» **Data for processing**:
---

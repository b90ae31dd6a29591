//! Component trait for terminal widgets that emit messages

use crossterm::event::KeyEvent;
use ratatui::{layout::Rect, Frame};

/// A UI element that renders from props and turns keys into messages
///
/// Props carry everything needed to draw. `handle_key` never mutates the
/// catalogue: it returns messages (usually indexes or trigger activations)
/// for the caller to act on. Internal UI state such as the scroll offset
/// lives in `&mut self`.
///
/// # Example
///
/// ```ignore
/// impl Component<Msg> for ThreadList {
///     type Props<'a> = ThreadListProps<'a>;
///
///     fn handle_key(&mut self, key: &KeyEvent, props: Self::Props<'_>) -> impl IntoIterator<Item = Msg> {
///         match key.code {
///             KeyCode::Char('d') => Some(Msg::Delete(props.selected)),
///             _ => None,
///         }
///     }
///
///     fn render(&mut self, frame: &mut Frame, area: Rect, props: Self::Props<'_>) {
///         frame.render_widget(Paragraph::new(props.title), area);
///     }
/// }
/// ```
pub trait Component<M> {
    /// Data required to render the component (read-only)
    type Props<'a>;

    /// Handle a key press and return messages for the caller
    ///
    /// Returns `None`, `Some(msg)` or any other `IntoIterator`. The default
    /// returns nothing, for render-only components.
    #[allow(unused_variables)]
    fn handle_key(&mut self, key: &KeyEvent, props: Self::Props<'_>) -> impl IntoIterator<Item = M> {
        None::<M>
    }

    /// Draw into `area`
    fn render(&mut self, frame: &mut Frame, area: Rect, props: Self::Props<'_>);
}
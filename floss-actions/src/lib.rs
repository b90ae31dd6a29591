//! floss-actions: confirmable, undoable actions for catalogue UIs
//!
//! Every user-triggered mutation is an action value handed to an
//! [`ActionRunner`]. The runner asks for confirmation when the action is
//! destructive, labels the undo group, runs the body in its shape (sync, async
//! or reactive), commits the store after success and reports the result on the
//! UI thread exactly once.
//!
//! # Example
//! ```ignore
//! use floss_actions::prelude::*;
//!
//! #[derive(Clone, ActionMeta)]
//! #[action(undo, destructive(title = "Delete Thread", message = "Are you sure?", confirm = "Delete"))]
//! struct DeleteThread {
//!     catalog: Arc<Catalog>,
//!     id: u32,
//! }
//!
//! impl Action for DeleteThread {
//!     type Output = ();
//!
//!     fn into_body(self) -> ActionBody<()> {
//!         ActionBody::sync(move |_store| self.catalog.delete(self.id).map_err(ActionError::failed))
//!     }
//! }
//!
//! let bound = BoundAction::new(&runner, DeleteThread { catalog, id: 3 }, "Delete");
//! let entry = bound.menu_entry();
//! entry.activate(Some(SourceHint::named("thread-row:3")));
//! ```

// Re-export everything from core
pub use floss_actions_core::*;

// Re-export derive macros
pub use floss_actions_macros::ActionMeta;

/// Prelude for convenient imports
pub mod prelude {
    // Traits
    pub use floss_actions_core::{Action, ActionMeta, Middleware, PersistentStore, Presenter, UndoHistory};

    // Bodies and results
    pub use floss_actions_core::{ActionBody, ActionError, Confirmation, Context, StoreError, StoreHandle};

    // Runner
    pub use floss_actions_core::{ActionRunner, RunnerConfig, SourceHint, Surface, UiHandle, UiQueue};

    // Triggers
    pub use floss_actions_core::{AlertButton, BoundAction, MenuEntry, SwipeAction, TriggerRole};

    // Middleware
    pub use floss_actions_core::{ActionLoggerMiddleware, LoggingMiddleware, Outcome};

    // Derive macros
    pub use floss_actions_macros::ActionMeta;
}
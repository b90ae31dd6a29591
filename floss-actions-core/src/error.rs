//! Error taxonomy for action execution
//!
//! Three kinds of problems exist:
//!
//! - **Cancellation**: the user backed out (declined a confirmation, closed a
//!   picker). Reported through [`ActionError::Canceled`], logged, never alerted.
//! - **Action failure**: anything else a body reports, plus commit failures.
//!   Always surfaced through the presenter; never retried.
//! - **Configuration errors**: programmer mistakes such as a destructive action
//!   with an empty confirmation title. See [`ConfigError`].

use std::error::Error;
use std::fmt;

/// Boxed error type accepted from action bodies.
pub type BoxError = Box<dyn Error + Send + Sync + 'static>;

/// Outcome of a failed or withdrawn action invocation.
#[derive(Debug)]
pub enum ActionError {
    /// The user deliberately withdrew. Not an error from the user's point of view.
    Canceled,
    /// The action body reported a failure.
    Failed(BoxError),
    /// The body succeeded but committing the persistence store failed.
    Commit(StoreError),
    /// A reactive body's stream finished without producing a value.
    StreamEnded,
    /// A reactive body was dispatched on a runner with no async runtime attached.
    NoRuntime,
}

impl ActionError {
    /// Wrap any error as an action failure.
    pub fn failed(error: impl Into<BoxError>) -> Self {
        ActionError::Failed(error.into())
    }

    /// Create an action failure from a plain message.
    pub fn msg(message: impl Into<String>) -> Self {
        ActionError::Failed(message.into().into())
    }

    /// Whether this is the distinguished cancellation outcome.
    pub fn is_canceled(&self) -> bool {
        matches!(self, ActionError::Canceled)
    }

    /// Short machine-friendly kind, used in log records.
    pub fn kind(&self) -> &'static str {
        match self {
            ActionError::Canceled => "canceled",
            ActionError::Failed(_) => "failed",
            ActionError::Commit(_) => "commit",
            ActionError::StreamEnded => "stream_ended",
            ActionError::NoRuntime => "no_runtime",
        }
    }
}

impl fmt::Display for ActionError {
    fn fmt(&self, f: &mut fmt::Formatter<'_>) -> fmt::Result {
        match self {
            ActionError::Canceled => write!(f, "Canceled"),
            ActionError::Failed(e) => write!(f, "{}", e),
            ActionError::Commit(e) => write!(f, "Could not save changes: {}", e),
            ActionError::StreamEnded => write!(f, "The action finished without a result"),
            ActionError::NoRuntime => write!(f, "No async runtime is available for this action"),
        }
    }
}

impl Error for ActionError {
    fn source(&self) -> Option<&(dyn Error + 'static)> {
        match self {
            ActionError::Failed(e) => Some(e.as_ref()),
            ActionError::Commit(e) => Some(e),
            _ => None,
        }
    }
}

impl From<StoreError> for ActionError {
    fn from(error: StoreError) -> Self {
        ActionError::Commit(error)
    }
}

/// Failure reported by a [`PersistentStore`](crate::store::PersistentStore).
#[derive(Debug)]
pub struct StoreError {
    message: String,
    source: Option<BoxError>,
}

impl StoreError {
    /// Create a store error from a message.
    pub fn new(message: impl Into<String>) -> Self {
        Self {
            message: message.into(),
            source: None,
        }
    }

    /// Create a store error wrapping an underlying cause.
    pub fn with_source(message: impl Into<String>, source: impl Into<BoxError>) -> Self {
        Self {
            message: message.into(),
            source: Some(source.into()),
        }
    }

    /// The human-readable message.
    pub fn message(&self) -> &str {
        &self.message
    }
}

impl fmt::Display for StoreError {
    fn fmt(&self, f: &mut fmt::Formatter<'_>) -> fmt::Result {
        match &self.source {
            Some(source) => write!(f, "{}: {}", self.message, source),
            None => write!(f, "{}", self.message),
        }
    }
}

impl Error for StoreError {
    fn source(&self) -> Option<&(dyn Error + 'static)> {
        self.source.as_deref().map(|e| e as &(dyn Error + 'static))
    }
}

/// Programmer mistakes detected while configuring actions or runners.
#[derive(Debug)]
pub enum ConfigError {
    /// A destructive action is missing one of its confirmation strings.
    MissingConfirmationText(&'static str),
    /// A configuration document could not be parsed.
    Parse(serde_json::Error),
    /// A configuration file could not be read.
    Io(std::io::Error),
}

impl fmt::Display for ConfigError {
    fn fmt(&self, f: &mut fmt::Formatter<'_>) -> fmt::Result {
        match self {
            ConfigError::MissingConfirmationText(field) => {
                write!(f, "Destructive action is missing confirmation {}", field)
            }
            ConfigError::Parse(e) => write!(f, "Invalid runner configuration: {}", e),
            ConfigError::Io(e) => write!(f, "Could not read runner configuration: {}", e),
        }
    }
}

impl Error for ConfigError {
    fn source(&self) -> Option<&(dyn Error + 'static)> {
        match self {
            ConfigError::MissingConfirmationText(_) => None,
            ConfigError::Parse(e) => Some(e),
            ConfigError::Io(e) => Some(e),
        }
    }
}

impl From<serde_json::Error> for ConfigError {
    fn from(error: serde_json::Error) -> Self {
        ConfigError::Parse(error)
    }
}

impl From<std::io::Error> for ConfigError {
    fn from(error: std::io::Error) -> Self {
        ConfigError::Io(error)
    }
}

#[cfg(test)]
mod tests {
    use super::*;

    #[derive(Debug)]
    struct OutOfSkeins;

    impl fmt::Display for OutOfSkeins {
        fn fmt(&self, f: &mut fmt::Formatter<'_>) -> fmt::Result {
            write!(f, "No skeins left")
        }
    }

    impl Error for OutOfSkeins {}

    #[test]
    fn test_failed_keeps_description() {
        let err = ActionError::failed(OutOfSkeins);
        assert_eq!(err.to_string(), "No skeins left");
        assert!(err.source().is_some());
        assert!(!err.is_canceled());
        assert_eq!(err.kind(), "failed");
    }

    #[test]
    fn test_canceled_is_distinct() {
        assert!(ActionError::Canceled.is_canceled());
        assert!(!ActionError::msg("Canceled").is_canceled());
    }

    #[test]
    fn test_commit_error_wraps_store_error() {
        let err: ActionError = StoreError::new("disk full").into();
        assert!(matches!(err, ActionError::Commit(_)));
        assert_eq!(err.to_string(), "Could not save changes: disk full");
    }

    #[test]
    fn test_store_error_with_source() {
        let err = StoreError::with_source("write failed", OutOfSkeins);
        assert_eq!(err.message(), "write failed");
        assert_eq!(err.to_string(), "write failed: No skeins left");
        assert!(err.source().is_some());
    }

    #[test]
    fn test_config_error_display() {
        let err = ConfigError::MissingConfirmationText("title");
        assert_eq!(
            err.to_string(),
            "Destructive action is missing confirmation title"
        );
    }
}
//! Procedural macros for floss-actions

use darling::util::Override;
use darling::{FromDeriveInput, FromMeta, FromVariant};
use proc_macro::TokenStream;
use proc_macro2::{Span, TokenStream as TokenStream2};
use quote::quote;
use syn::{parse_macro_input, DeriveInput};

/// Container-level attributes for #[derive(ActionMeta)]
#[derive(Debug, FromDeriveInput)]
#[darling(attributes(action), supports(struct_any, enum_any))]
struct ActionOpts {
    ident: syn::Ident,
    generics: syn::Generics,
    data: darling::ast::Data<ActionVariant, ()>,

    #[darling(flatten)]
    meta: MetaOpts,
}

/// Variant-level attributes; each one overrides the container's
#[derive(Debug, FromVariant)]
#[darling(attributes(action))]
struct ActionVariant {
    ident: syn::Ident,
    fields: darling::ast::Fields<()>,

    #[darling(flatten)]
    meta: MetaOpts,
}

/// Attributes accepted on both containers and variants
#[derive(Debug, Default, FromMeta)]
struct MetaOpts {
    /// Explicit action name
    #[darling(default)]
    name: Option<String>,

    /// Undo label; `undo` alone derives it from the type or variant name
    #[darling(default)]
    undo: Option<Override<String>>,

    /// Skip the store commit after success
    #[darling(default)]
    no_commit: bool,

    /// Confirmation strings, marking the action destructive
    #[darling(default)]
    destructive: Option<DestructiveOpts>,
}

/// `destructive(title = "...", message = "...", confirm = "...")`
#[derive(Debug, Clone, FromMeta)]
struct DestructiveOpts {
    title: String,
    message: String,
    confirm: String,
}

impl DestructiveOpts {
    fn validate(&self, span: Span) -> syn::Result<()> {
        for (field, value) in [
            ("title", &self.title),
            ("message", &self.message),
            ("confirm", &self.confirm),
        ] {
            if value.trim().is_empty() {
                return Err(syn::Error::new(
                    span,
                    format!("destructive action is missing confirmation {}", field),
                ));
            }
        }
        Ok(())
    }
}

/// Split a PascalCase string into parts
fn split_pascal_case(s: &str) -> Vec<String> {
    let mut parts = Vec::new();
    let mut current = String::new();

    for ch in s.chars() {
        if ch.is_uppercase() && !current.is_empty() {
            parts.push(current);
            current = String::new();
        }
        current.push(ch);
    }
    if !current.is_empty() {
        parts.push(current);
    }
    parts
}

/// "MarkInStock" -> "Mark In Stock"
fn to_title(s: &str) -> String {
    split_pascal_case(s).join(" ")
}

/// Metadata resolved for one struct or one enum variant
struct Resolved {
    name: String,
    undo: Option<String>,
    commit: bool,
    destructive: Option<DestructiveOpts>,
}

impl Resolved {
    fn new(ident: &syn::Ident, container: &MetaOpts, own: Option<&MetaOpts>) -> syn::Result<Self> {
        // An enum-level name would collide across variants, so only structs use it.
        let name = match own {
            Some(own) => own.name.clone(),
            None => container.name.clone(),
        }
        .unwrap_or_else(|| ident.to_string());

        let undo = own
            .and_then(|m| m.undo.clone())
            .or_else(|| container.undo.clone())
            .map(|undo| match undo {
                Override::Inherit => to_title(&name),
                Override::Explicit(label) => label,
            });

        let commit = !(container.no_commit || own.is_some_and(|m| m.no_commit));

        let destructive = own
            .and_then(|m| m.destructive.clone())
            .or_else(|| container.destructive.clone());
        if let Some(destructive) = &destructive {
            destructive.validate(ident.span())?;
        }

        Ok(Self {
            name,
            undo,
            commit,
            destructive,
        })
    }

    fn name_expr(&self) -> TokenStream2 {
        let name = &self.name;
        quote! { #name }
    }

    fn undo_expr(&self) -> TokenStream2 {
        match &self.undo {
            Some(label) => quote! {
                ::core::option::Option::Some(::std::borrow::Cow::Borrowed(#label))
            },
            None => quote! { ::core::option::Option::None },
        }
    }

    fn commit_expr(&self) -> TokenStream2 {
        let commit = self.commit;
        quote! { #commit }
    }

    fn confirmation_expr(&self) -> TokenStream2 {
        match &self.destructive {
            Some(DestructiveOpts {
                title,
                message,
                confirm,
            }) => quote! {
                ::core::option::Option::Some(floss_actions::Confirmation::new(#title, #message, #confirm))
            },
            None => quote! { ::core::option::Option::None },
        }
    }
}

/// Derive macro for the ActionMeta trait
///
/// Generates `name()`, `undo_name()`, `commit_on_complete()` and
/// `confirmation()` from attributes.
///
/// - `name = "..."`: override the name (defaults to the type name, or the
///   variant name for enums)
/// - `undo` or `undo = "..."`: undo label, derived from the name when bare
/// - `no_commit`: do not commit the store after success
/// - `destructive(title = "...", message = "...", confirm = "...")`: ask for
///   confirmation first. All three strings are required and non-empty.
///
/// On enums every variant may carry its own attributes, which take precedence
/// over the enum's.
///
/// # Example
/// ```ignore
/// #[derive(ActionMeta)]
/// #[action(undo, destructive(title = "Delete Thread", message = "Are you sure?", confirm = "Delete"))]
/// struct DeleteThread {
///     catalog: Arc<Catalog>,
///     id: ThreadId,
/// }
///
/// #[derive(ActionMeta)]
/// #[action(undo)]
/// enum ShoppingListEdit {
///     Increment(ThreadId),
///     Decrement(ThreadId),
///     #[action(destructive(title = "Clear List", message = "Remove every item?", confirm = "Clear"))]
///     Clear,
/// }
///
/// assert_eq!(ShoppingListEdit::Clear.name(), "Clear");
/// assert!(ShoppingListEdit::Clear.confirmation().is_some());
/// ```
#[proc_macro_derive(ActionMeta, attributes(action))]
pub fn derive_action_meta(input: TokenStream) -> TokenStream {
    let input = parse_macro_input!(input as DeriveInput);

    let opts = match ActionOpts::from_derive_input(&input) {
        Ok(opts) => opts,
        Err(e) => return e.write_errors().into(),
    };

    match expand(&opts) {
        Ok(tokens) => tokens.into(),
        Err(e) => e.to_compile_error().into(),
    }
}

fn expand(opts: &ActionOpts) -> syn::Result<TokenStream2> {
    let name = &opts.ident;
    let (impl_generics, ty_generics, where_clause) = opts.generics.split_for_impl();

    let body = match &opts.data {
        darling::ast::Data::Struct(_) => {
            let resolved = Resolved::new(name, &opts.meta, None)?;
            let name_expr = resolved.name_expr();
            let undo_expr = resolved.undo_expr();
            let commit_expr = resolved.commit_expr();
            let confirmation_expr = resolved.confirmation_expr();

            quote! {
                fn name(&self) -> &'static str {
                    #name_expr
                }

                fn undo_name(&self) -> ::core::option::Option<::std::borrow::Cow<'static, str>> {
                    #undo_expr
                }

                fn commit_on_complete(&self) -> bool {
                    #commit_expr
                }

                fn confirmation(&self) -> ::core::option::Option<floss_actions::Confirmation> {
                    #confirmation_expr
                }
            }
        }
        darling::ast::Data::Enum(variants) => {
            if variants.is_empty() {
                return Err(syn::Error::new_spanned(
                    name,
                    "ActionMeta cannot be derived for an enum without variants",
                ));
            }

            let mut name_arms = Vec::new();
            let mut undo_arms = Vec::new();
            let mut commit_arms = Vec::new();
            let mut confirmation_arms = Vec::new();

            for v in variants {
                let resolved = Resolved::new(&v.ident, &opts.meta, Some(&v.meta))?;
                let variant = &v.ident;
                let pattern = match &v.fields.style {
                    darling::ast::Style::Unit => quote! { #name::#variant },
                    darling::ast::Style::Tuple => quote! { #name::#variant(..) },
                    darling::ast::Style::Struct => quote! { #name::#variant { .. } },
                };

                let name_expr = resolved.name_expr();
                let undo_expr = resolved.undo_expr();
                let commit_expr = resolved.commit_expr();
                let confirmation_expr = resolved.confirmation_expr();

                name_arms.push(quote! { #pattern => #name_expr });
                undo_arms.push(quote! { #pattern => #undo_expr });
                commit_arms.push(quote! { #pattern => #commit_expr });
                confirmation_arms.push(quote! { #pattern => #confirmation_expr });
            }

            quote! {
                fn name(&self) -> &'static str {
                    match self {
                        #(#name_arms),*
                    }
                }

                fn undo_name(&self) -> ::core::option::Option<::std::borrow::Cow<'static, str>> {
                    match self {
                        #(#undo_arms),*
                    }
                }

                fn commit_on_complete(&self) -> bool {
                    match self {
                        #(#commit_arms),*
                    }
                }

                fn confirmation(&self) -> ::core::option::Option<floss_actions::Confirmation> {
                    match self {
                        #(#confirmation_arms),*
                    }
                }
            }
        }
    };

    Ok(quote! {
        impl #impl_generics floss_actions::ActionMeta for #name #ty_generics #where_clause {
            #body
        }
    })
}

---

» **What the exercise asks**:
Within the material above, show every line that includes "sure".

» **Solution to the problem**:
//! #[action(undo, destructive(title = "Delete Thread", message = "Are you sure?", confirm = "Delete"))]
/// #[action(undo, destructive(title = "Delete Thread", message = "Are you sure?", confirm = "Delete"))]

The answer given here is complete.